Intelsat V F-5
- Mission type: Communication
- Operator: COMSAT / INTELSAT
- COSPAR ID: 1982-097A
- SATCAT no.: 13595
- Mission duration: 7 years (planned)

Spacecraft properties
- Bus: Intelsat V
- Manufacturer: Ford Aerospace
- Launch mass: 1928 kg
- Dry mass: 1012 kg
- Dimensions: 1.66 x 2.1 x 1.77 metres
- Power: 1800 watts

Start of mission
- Launch date: 28 September 1982, 23:17:00 UTC
- Rocket: Atlas SLV-3D Centaur-D1AR (AC-60)
- Launch site: CCAFS, LC-36B
- Contractor: General Dynamics

End of mission
- Disposal: Graveyard orbit
- Deactivated: August 1999

Orbital parameters
- Reference system: Geocentric orbit
- Regime: Geostationary orbit
- Longitude: 63.0° East (1982-1992) 66.0° East (1992-1994) 65.0° East (1994-1996) 33.0° East (1996-1997) 72.0° East (1997-1999)
- Epoch: 28 September 1982

Transponders
- Band: 21 C-band 4 Ku-band

= Intelsat V F-5 =

Geostationary communications satellite

Intelsat V F-5 was a communications satellite operated by COMSAT. Launched in 1982, it was the fifth of fifteen Intelsat V satellites to be launched.
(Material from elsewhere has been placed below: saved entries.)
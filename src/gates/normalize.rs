use regex::Regex;
use std::sync::LazyLock;

static SPACED_PUNCTUATION: LazyLock<Regex> = LazyLock::new(|| {
    Regex::new(r"([.,?!;:]) {2,}").expect("regex for doubled spaces after punctuation")
});

/// Collapse runs of spaces after punctuation to a single space.
pub fn normalize_whitespace(text: &str) -> String {
    SPACED_PUNCTUATION.replace_all(text, "$1 ").into_owned()
}
//! Workflow configuration.
//!
//! The config is a single JSON document passed explicitly into the client and
//! the stages; nothing reads ambient globals. Missing fields fall back to the
//! defaults so a config file only needs the values it changes.
use anyhow::{anyhow, Context, Result};
use serde::{Deserialize, Serialize};
use std::env;
use std::fs;
use std::path::{Path, PathBuf};

pub const CONFIG_SCHEMA_VERSION: u32 = 1;

/// Environment override for the generation backend command.
pub const LM_COMMAND_ENV: &str = "DRAFTLOOP_LM_COMMAND";

const CONFIG_DIR_NAME: &str = "draftloop";
const CONFIG_FILE_NAME: &str = "config.json";

#[derive(Debug, Clone, Serialize, Deserialize, PartialEq)]
#[serde(default, deny_unknown_fields)]
pub struct WorkflowConfig {
    pub schema_version: u32,
    pub length: LengthWindow,
    pub punctuation: PunctuationCeiling,
    pub editorial: ScoreThreshold,
    pub relevance: ScoreThreshold,
    pub caps: IterationCaps,
    pub rate_limit: RateLimitConfig,
    pub stages: StageToggles,
    pub backend: BackendConfig,
    pub persona: Persona,
}

/// Inclusive length window, counted in characters.
#[derive(Debug, Clone, Copy, Serialize, Deserialize, PartialEq, Eq)]
#[serde(deny_unknown_fields)]
pub struct LengthWindow {
    pub min: usize,
    pub max: usize,
}

#[derive(Debug, Clone, Copy, Serialize, Deserialize, PartialEq, Eq)]
#[serde(deny_unknown_fields)]
pub struct PunctuationCeiling {
    pub marker: char,
    pub max_count: usize,
}

/// Pass line on an ordinal `1..=scale_max` scale; scores at or above pass.
#[derive(Debug, Clone, Copy, Serialize, Deserialize, PartialEq, Eq)]
#[serde(deny_unknown_fields)]
pub struct ScoreThreshold {
    pub threshold: u32,
    pub scale_max: u32,
}

#[derive(Debug, Clone, Copy, Serialize, Deserialize, PartialEq, Eq)]
#[serde(deny_unknown_fields)]
pub struct IterationCaps {
    /// Past this many stage invocations the run is force-approved.
    pub hard: u32,
    /// Past this many stage invocations the router ends the run.
    pub soft: u32,
}

#[derive(Debug, Clone, Copy, Serialize, Deserialize, PartialEq, Eq)]
#[serde(deny_unknown_fields)]
pub struct RateLimitConfig {
    pub calls: u32,
    pub window_secs: u64,
    /// Wait before the single retry of a throttled call.
    pub cooldown_ms: u64,
}

#[derive(Debug, Clone, Copy, Serialize, Deserialize, PartialEq, Eq)]
#[serde(deny_unknown_fields)]
pub struct StageToggles {
    pub classify: bool,
    pub assess_relevance: bool,
}

#[derive(Debug, Clone, Serialize, Deserialize, PartialEq, Eq)]
#[serde(tag = "kind", rename_all = "snake_case", deny_unknown_fields)]
pub enum BackendConfig {
    /// Local command: prompt on stdin, reply on stdout.
    Command { command: String },
    /// Gemini `generateContent` over HTTPS.
    Gemini {
        endpoint: String,
        model: String,
        api_key_env: String,
        timeout_secs: u64,
    },
}

/// Author profile woven into the writer and editor prompts.
#[derive(Debug, Clone, Serialize, Deserialize, PartialEq, Eq)]
#[serde(default, deny_unknown_fields)]
pub struct Persona {
    pub name: String,
    pub writing_style: String,
    pub audience: String,
    pub interests: Vec<String>,
    pub post_topics: Vec<String>,
}

impl Default for WorkflowConfig {
    fn default() -> Self {
        default_config()
    }
}

impl Default for Persona {
    fn default() -> Self {
        Persona {
            name: "Alex Rivera".to_string(),
            writing_style: "Casual and informative, occasionally humorous, enjoys debate."
                .to_string(),
            audience: "Tech professionals, software developers, entrepreneurs".to_string(),
            interests: vec![
                "software development".to_string(),
                "cybersecurity".to_string(),
                "new gadgets".to_string(),
            ],
            post_topics: vec![
                "industry news".to_string(),
                "engineering lessons".to_string(),
                "tooling opinions".to_string(),
            ],
        }
    }
}

/// Build the default config used when no file is present.
pub fn default_config() -> WorkflowConfig {
    WorkflowConfig {
        schema_version: CONFIG_SCHEMA_VERSION,
        length: LengthWindow { min: 450, max: 500 },
        punctuation: PunctuationCeiling {
            marker: '?',
            max_count: 1,
        },
        editorial: ScoreThreshold {
            threshold: 4,
            scale_max: 5,
        },
        relevance: ScoreThreshold {
            threshold: 4,
            scale_max: 5,
        },
        caps: IterationCaps {
            hard: 300,
            soft: 30,
        },
        rate_limit: RateLimitConfig {
            calls: 15,
            window_secs: 60,
            cooldown_ms: 60_000,
        },
        stages: StageToggles {
            classify: true,
            assess_relevance: true,
        },
        backend: BackendConfig::Gemini {
            endpoint: "https://generativelanguage.googleapis.com/v1beta".to_string(),
            model: "gemini-1.5-flash".to_string(),
            api_key_env: "GEMINI_API_KEY".to_string(),
            timeout_secs: 120,
        },
        persona: Persona::default(),
    }
}

/// Default location: `<config dir>/draftloop/config.json`.
pub fn default_config_path() -> Option<PathBuf> {
    dirs::config_dir().map(|dir| dir.join(CONFIG_DIR_NAME).join(CONFIG_FILE_NAME))
}

pub fn load_config(path: &Path) -> Result<WorkflowConfig> {
    let bytes = fs::read(path).with_context(|| format!("read config {}", path.display()))?;
    let config: WorkflowConfig =
        serde_json::from_slice(&bytes).context("parse workflow config JSON")?;
    Ok(config)
}

pub fn write_config(path: &Path, config: &WorkflowConfig) -> Result<()> {
    if let Some(parent) = path.parent() {
        fs::create_dir_all(parent).context("create config dir")?;
    }
    let text = serde_json::to_string_pretty(config).context("serialize workflow config")?;
    fs::write(path, text.as_bytes()).with_context(|| format!("write {}", path.display()))?;
    Ok(())
}

/// Resolve the effective config.
///
/// An explicit path must exist. Otherwise the default location is used when
/// present, and the built-in defaults when it is not.
pub fn resolve_config(explicit: Option<&Path>) -> Result<(WorkflowConfig, Option<PathBuf>)> {
    if let Some(path) = explicit {
        return Ok((load_config(path)?, Some(path.to_path_buf())));
    }
    match default_config_path() {
        Some(path) if path.is_file() => Ok((load_config(&path)?, Some(path))),
        _ => Ok((default_config(), None)),
    }
}

/// Apply backend overrides: the env var first, then the CLI flag.
pub fn apply_lm_override(config: &mut WorkflowConfig, cli_command: Option<&str>) {
    let env_command = env::var(LM_COMMAND_ENV)
        .ok()
        .filter(|value| !value.trim().is_empty());
    let command = cli_command
        .map(str::to_string)
        .or(env_command);
    if let Some(command) = command {
        config.backend = BackendConfig::Command { command };
    }
}

/// Validate ranges and the backend before a run starts.
pub fn validate_config(config: &WorkflowConfig) -> Result<()> {
    if config.schema_version != CONFIG_SCHEMA_VERSION {
        return Err(anyhow!(
            "unsupported config schema_version {}",
            config.schema_version
        ));
    }
    let length = config.length;
    if length.min == 0 || length.min > length.max {
        return Err(anyhow!(
            "length window must satisfy 0 < min <= max (got [{}, {}])",
            length.min,
            length.max
        ));
    }
    if config.punctuation.marker.is_whitespace() {
        return Err(anyhow!("punctuation marker must not be whitespace"));
    }
    validate_threshold(&config.editorial, "editorial")?;
    validate_threshold(&config.relevance, "relevance")?;
    if config.caps.hard == 0 || config.caps.soft == 0 {
        return Err(anyhow!("iteration caps must be positive"));
    }
    if config.rate_limit.calls == 0 || config.rate_limit.window_secs == 0 {
        return Err(anyhow!("rate_limit calls and window_secs must be positive"));
    }
    validate_backend(&config.backend)
}

fn validate_threshold(threshold: &ScoreThreshold, label: &str) -> Result<()> {
    if threshold.scale_max == 0 || threshold.threshold > threshold.scale_max {
        return Err(anyhow!(
            "{label} threshold {} must lie within 0..={}",
            threshold.threshold,
            threshold.scale_max
        ));
    }
    Ok(())
}

fn validate_backend(backend: &BackendConfig) -> Result<()> {
    match backend {
        BackendConfig::Command { command } => {
            let argv = shell_words::split(command)
                .with_context(|| format!("parse LM command: {command}"))?;
            let program = argv
                .first()
                .ok_or_else(|| anyhow!("LM command is empty"))?;
            which::which(program)
                .with_context(|| format!("LM command program not found: {program}"))?;
            Ok(())
        }
        BackendConfig::Gemini {
            endpoint,
            model,
            api_key_env,
            timeout_secs,
        } => {
            if endpoint.trim().is_empty() || model.trim().is_empty() {
                return Err(anyhow!("gemini endpoint and model must be non-empty"));
            }
            if api_key_env.trim().is_empty() {
                return Err(anyhow!("gemini api_key_env must be non-empty"));
            }
            if *timeout_secs == 0 {
                return Err(anyhow!("gemini timeout_secs must be positive"));
            }
            Ok(())
        }
    }
}

#[cfg(test)]
#[path = "config_tests.rs"]
mod tests;
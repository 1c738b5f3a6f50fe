//! Client for the external text-generation service.
//!
//! Backends perform single requests; [`GenerationClient`] owns the retry and
//! recovery contract and the shared [`RateLimiter`].
mod backend;
mod client;
mod gemini;
mod rate_limit;
mod response;
#[cfg(test)]
pub(crate) mod testing;

pub use client::{GenerationClient, Structured};
pub use rate_limit::RateLimiter;
pub use response::{extract_json, plain_text, ResponseShape};
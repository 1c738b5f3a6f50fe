use super::StageContext;
use crate::error::WorkflowError;
use crate::util::now_epoch_ms;
use crate::workflow::state::{StateDelta, Status, WorkflowState};
use std::time::Instant;

pub(super) fn run(
    state: &WorkflowState,
    ctx: &mut StageContext<'_>,
) -> Result<StateDelta, WorkflowError> {
    if state.original_draft.is_none() {
        let text = ctx
            .human
            .collect_multiline_text("Enter your draft status update.")?;
        tracing::info!(chars = text.chars().count(), "draft submitted");
        return Ok(StateDelta {
            draft: Some(text.clone()),
            source_draft: Some(text.clone()),
            original_draft: Some(text.clone()),
            version: Some(text),
            started: Some((Instant::now(), now_epoch_ms())),
            ..StateDelta::to(Status::Submitted)
        });
    }

    if !state.feedback.is_empty() {
        ctx.human.notify(&format!("Feedback:\n{}\n", state.feedback))?;
    }
    let text = ctx
        .human
        .collect_multiline_text("Resubmit your draft (leave empty to keep the current one).")?;
    let draft = if text.is_empty() {
        tracing::info!("empty resubmission; keeping current draft");
        None
    } else {
        tracing::info!(chars = text.chars().count(), "draft resubmitted");
        Some(text)
    };
    Ok(StateDelta {
        source_draft: draft.clone(),
        draft,
        ..StateDelta::to(Status::Submitted).reset_feedback("")
    })
}
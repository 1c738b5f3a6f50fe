//! Quality gates over candidate drafts.
//!
//! Length, punctuation and normalization are pure. The relevance and
//! editorial gates wrap one generation call each; their reply parsing is pure
//! and lives next to them.
mod editorial;
mod length;
mod normalize;
mod punctuation;
mod relevance;
mod score;

pub use editorial::{assess_editorial, key_points};
pub use length::{char_count, check_length};
pub use normalize::normalize_whitespace;
pub use punctuation::check_punctuation;
pub use relevance::assess_relevance;

/// Result of a gate: pass/fail plus feedback the next attempt can act on.
#[derive(Debug, Clone, PartialEq, Eq)]
pub struct GateOutcome {
    pub pass: bool,
    pub detail: String,
}

impl GateOutcome {
    pub fn passed() -> Self {
        Self {
            pass: true,
            detail: String::new(),
        }
    }

    pub fn failed(detail: impl Into<String>) -> Self {
        Self {
            pass: false,
            detail: detail.into(),
        }
    }
}
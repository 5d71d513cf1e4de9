//! Validation context and utilities for manifest parsing.

use std::sync::Arc;

use miette::SourceSpan;
use quill_core::is_keyword;

use super::{Manifest, MethodSpec, TypeSpec};
use crate::{Result, error::SourceContext};

/// Parsing and validation context that carries source information.
///
/// Holds the source content, the filename and the current path through the
/// manifest (`OrderService.Load`) so nested checks can report where they
/// failed.
///
/// ```ignore
/// let ctx = ParseContext::new(src, "quill.toml");
/// ctx.validate_name("OrderService", "type")?;
///
/// let nested = ctx.push("OrderService");
/// nested.validate_name("Load", "method")?;
/// ```
#[derive(Debug, Clone)]
pub struct ParseContext<'a> {
    source: Arc<SourceContext>,
    path: Vec<&'a str>,
}

impl<'a> ParseContext<'a> {
    pub fn new(src: &str, filename: &str) -> Self {
        Self {
            source: Arc::new(SourceContext::new(src, filename)),
            path: Vec::new(),
        }
    }

    pub fn source_context(&self) -> &SourceContext {
        &self.source
    }

    /// Push a path segment and return a new context.
    pub fn push(&self, segment: &'a str) -> Self {
        let mut path = self.path.clone();
        path.push(segment);
        Self {
            source: Arc::clone(&self.source),
            path,
        }
    }

    pub fn path_string(&self) -> String {
        self.path.join(".")
    }

    /// For example `method in 'OrderService'`, or just `method` at the root.
    pub fn context_for(&self, kind: &str) -> String {
        if self.path.is_empty() {
            kind.to_string()
        } else {
            format!("{} in '{}'", kind, self.path_string())
        }
    }

    pub fn find_span(&self, name: &str) -> Option<SourceSpan> {
        find_name_span(self.source.src(), name)
    }

    /// Validate a declared name: a C# identifier that is not a reserved
    /// keyword unless escaped with `@`.
    pub fn validate_name(&self, name: &str, kind: &str) -> Result<()> {
        if is_keyword(name) {
            return Err(self.source.reserved_keyword_error(
                name,
                self.context_for(kind),
                self.find_span(name),
            ));
        }
        self.validate_identifier(name, kind)
    }

    /// Validate identifier syntax only. Keywords are accepted; callers
    /// escape them.
    pub fn validate_identifier(&self, name: &str, kind: &str) -> Result<()> {
        match validate_identifier(name) {
            Some(reason) => Err(self.source.invalid_identifier_error(
                name,
                self.context_for(kind),
                reason,
                self.find_span(name),
            )),
            None => Ok(()),
        }
    }

    pub fn validate_manifest(&self, manifest: &'a Manifest) -> Result<()> {
        if let Some(namespace) = &manifest.namespace {
            self.validate_namespace(namespace)?;
        }

        for ty in &manifest.types {
            self.validate_type(ty)?;
        }

        for (index, snippet) in manifest.snippets.iter().enumerate() {
            match (&snippet.raw, &snippet.template) {
                (Some(_), None) | (None, Some(_)) => {}
                (Some(_), Some(_)) => {
                    return Err(self.source.validation_error(format!(
                        "snippet {} sets both 'raw' and 'template'",
                        index + 1
                    )));
                }
                (None, None) => {
                    return Err(self.source.validation_error(format!(
                        "snippet {} needs either 'raw' or 'template'",
                        index + 1
                    )));
                }
            }
        }

        Ok(())
    }

    fn validate_namespace(&self, namespace: &str) -> Result<()> {
        let bare = namespace.strip_prefix(quill_emit::GLOBAL_PREFIX).unwrap_or(namespace);
        for segment in bare.split('.') {
            self.validate_name(segment, "namespace")?;
        }
        Ok(())
    }

    fn validate_type(&self, ty: &'a TypeSpec) -> Result<()> {
        self.validate_name(&ty.name, "type")?;
        let ctx = self.push(&ty.name);

        for generic in &ty.generics {
            ctx.validate_name(generic, "type parameter")?;
        }
        if ty.parameters.is_some() && !ty.kind.has_primary_constructor() {
            return Err(self.source.validation_error_at(
                format!("{} '{}' cannot have a primary constructor", ty.kind.keyword(), ty.name),
                self.find_span(&ty.name),
            ));
        }

        for method in &ty.methods {
            ctx.validate_method(method)?;
        }
        for nested in &ty.types {
            ctx.validate_type(nested)?;
        }
        Ok(())
    }

    fn validate_method(&self, method: &'a MethodSpec) -> Result<()> {
        self.validate_name(&method.name, "method")?;
        let ctx = self.push(&method.name);

        for generic in &method.generics {
            ctx.validate_name(generic, "type parameter")?;
        }
        for parameter in &method.parameters {
            ctx.validate_identifier(&parameter.name, "parameter")?;
        }

        let bodies = [
            !method.body.is_empty(),
            method.arrow.is_some(),
            method.is_abstract,
        ];
        if bodies.iter().filter(|set| **set).count() > 1 {
            return Err(self.source.validation_error_at(
                format!(
                    "method '{}' must use only one of 'body', 'arrow' and 'abstract'",
                    ctx.path_string()
                ),
                self.find_span(&method.name),
            ));
        }
        Ok(())
    }
}

/// Find the span of a declared name in TOML or JSON source.
///
/// Tries `name = "X"` assignments first, then any quoted occurrence.
pub(crate) fn find_name_span(src: &str, name: &str) -> Option<SourceSpan> {
    let patterns = [
        format!("name = \"{name}\""),
        format!("name = '{name}'"),
        format!("name=\"{name}\""),
        format!("\"name\": \"{name}\""),
        format!("\"name\":\"{name}\""),
    ];

    for pattern in &patterns {
        if let Some(pos) = src.find(pattern.as_str()) {
            // The name sits just before the closing quote.
            let start = pos + pattern.len() - name.len() - 1;
            return Some(SourceSpan::from((start, name.len())));
        }
    }

    // Namespaces and other plain string values.
    for quoted in [format!("\"{name}\""), format!("'{name}'")] {
        if let Some(pos) = src.find(quoted.as_str()) {
            return Some(SourceSpan::from((pos + 1, name.len())));
        }
    }
    None
}

/// Check C# identifier syntax. Returns `Some(reason)` when invalid.
///
/// A leading `@` (verbatim identifier) is allowed.
pub(crate) fn validate_identifier(name: &str) -> Option<&'static str> {
    let bare = name.strip_prefix('@').unwrap_or(name);
    let mut chars = bare.chars();

    match chars.next() {
        None => return Some("name cannot be empty"),
        Some(c) if c.is_alphabetic() || c == '_' => {}
        Some(c) if c.is_numeric() => return Some("name cannot start with a digit"),
        Some(_) => return Some("name must start with a letter or underscore"),
    }

    if chars.any(|c| !(c.is_alphanumeric() || c == '_')) {
        return Some("name must contain only letters, numbers, and underscores");
    }
    None
}

#[cfg(test)]
mod tests {
    use super::*;
    use crate::{Error, Manifest};

    #[test]
    fn test_valid_identifiers() {
        assert!(validate_identifier("Order").is_none());
        assert!(validate_identifier("_cache").is_none());
        assert!(validate_identifier("Item2").is_none());
        assert!(validate_identifier("@class").is_none());
        assert!(validate_identifier("Größe").is_none());
    }

    #[test]
    fn test_invalid_identifiers() {
        assert_eq!(validate_identifier(""), Some("name cannot be empty"));
        assert_eq!(validate_identifier("@"), Some("name cannot be empty"));
        assert_eq!(validate_identifier("2fa"), Some("name cannot start with a digit"));
        assert_eq!(
            validate_identifier("-x"),
            Some("name must start with a letter or underscore")
        );
        assert_eq!(
            validate_identifier("order-id"),
            Some("name must contain only letters, numbers, and underscores")
        );
    }

    #[test]
    fn test_find_name_span() {
        let src = "[[types]]\nname = \"Order\"\n";
        let span = find_name_span(src, "Order").unwrap();
        assert_eq!(&src[span.offset()..span.offset() + span.len()], "Order");

        let json = "{ \"name\": \"Order\" }";
        let span = find_name_span(json, "Order").unwrap();
        assert_eq!(&json[span.offset()..span.offset() + span.len()], "Order");

        assert!(find_name_span(src, "Missing").is_none());
    }

    #[test]
    fn test_context_for() {
        let ctx = ParseContext::new("", "quill.toml");
        assert_eq!(ctx.context_for("type"), "type");
        let nested = ctx.push("Orders").push("Load");
        assert_eq!(nested.context_for("parameter"), "parameter in 'Orders.Load'");
    }

    #[test]
    fn test_reserved_type_name() {
        let err = "[[types]]\nname = \"class\"\n".parse::<Manifest>().unwrap_err();
        match *err {
            Error::ReservedKeyword { name, context, span, .. } => {
                assert_eq!(name, "class");
                assert_eq!(context, "type");
                assert!(span.is_some());
            }
            other => panic!("unexpected error: {other:?}"),
        }
    }

    #[test]
    fn test_escaped_keyword_is_accepted() {
        assert!("[[types]]\nname = \"@class\"\n".parse::<Manifest>().is_ok());
    }

    #[test]
    fn test_invalid_method_name_has_context() {
        let src = "[[types]]\nname = \"Orders\"\n[[types.methods]]\nname = \"load-all\"\n";
        let err = src.parse::<Manifest>().unwrap_err();
        match *err {
            Error::InvalidIdentifier { context, .. } => {
                assert_eq!(context, "method in 'Orders'");
            }
            other => panic!("unexpected error: {other:?}"),
        }
    }

    #[test]
    fn test_keyword_parameter_is_accepted() {
        let src = "[[types]]\nname = \"Bus\"\n[[types.methods]]\nname = \"Raise\"\nparameters = [{ name = \"event\", type = \"string\" }]\n";
        assert!(src.parse::<Manifest>().is_ok());
    }

    #[test]
    fn test_conflicting_bodies() {
        let src = "[[types]]\nname = \"A\"\n[[types.methods]]\nname = \"Run\"\nbody = [\"x();\"]\narrow = \"y()\"\n";
        let err = src.parse::<Manifest>().unwrap_err();
        assert!(matches!(*err, Error::Validation { span: Some(_), .. }));
        assert!(err.to_string().contains("'A.Run'"));
    }

    #[test]
    fn test_namespace_segments() {
        assert!("namespace = \"global::Acme.Orders\"".parse::<Manifest>().is_ok());
        let err = "namespace = \"Acme.namespace\"".parse::<Manifest>().unwrap_err();
        assert!(matches!(*err, Error::ReservedKeyword { .. }));
    }

    #[test]
    fn test_snippet_needs_one_source() {
        let err = "[[snippets]]\nplacement = \"before\"\n"
            .parse::<Manifest>()
            .unwrap_err();
        assert_eq!(err.to_string(), "snippet 1 needs either 'raw' or 'template'");

        let err = "[[snippets]]\nraw = \"// a\"\ntemplate = \"header\"\n"
            .parse::<Manifest>()
            .unwrap_err();
        assert_eq!(err.to_string(), "snippet 1 sets both 'raw' and 'template'");
    }

    #[test]
    fn test_primary_constructor_on_enum() {
        let src = "[[types]]\nname = \"Color\"\nkind = \"enum\"\nparameters = \"int x\"\n";
        let err = src.parse::<Manifest>().unwrap_err();
        assert!(matches!(*err, Error::Validation { .. }));
    }
}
The Intelsat V series was constructed by Ford Aerospace, based on the Intelsat V satellite bus. Intelsat V F-5 was part of an advanced series of satellites designed to provide greater telecommunications capacity for Intelsat's global network.

== Satellite ==
The Intelsat V F-5 satellite was box-shaped, measuring 1.66 by 2.1 by 1.77 metres; solar arrays spanned 15.9 metres tip to tip. The arrays, supplemented by nickel-hydrogen batteries during eclipse, provided 1800 watts of power. The payload housed 21 C-band and 4 Ku-band transponders. It could accommodate 15,000 two-way voice circuits and two TV channels simultaneously. It had a launch mass of 1928 kg. It also carried a Maritime Communications Services (MCS) package for INMARSAT. It cost $87 million and was the 32nd satellite launched by Intelsat. The satellite was deactivated in August 1999.

== Launch ==
The Intelsat V F-5 satellite was successfully launched into space on 28 September 1982 at 23:17:00 UTC, by means of an Atlas SLV-3D Centaur-D1AR vehicle from the Cape Canaveral Air Force Station, Florida, United States. The launch was originally scheduled for the night of 23 September 1982 but was postponed to 28 October due to a power supply failure in another, identical, satellite. It was launched on 28 September after engineers found the issue was not caused by a design flaw in the satellite. The launch window was from 19:08–21:03 EST.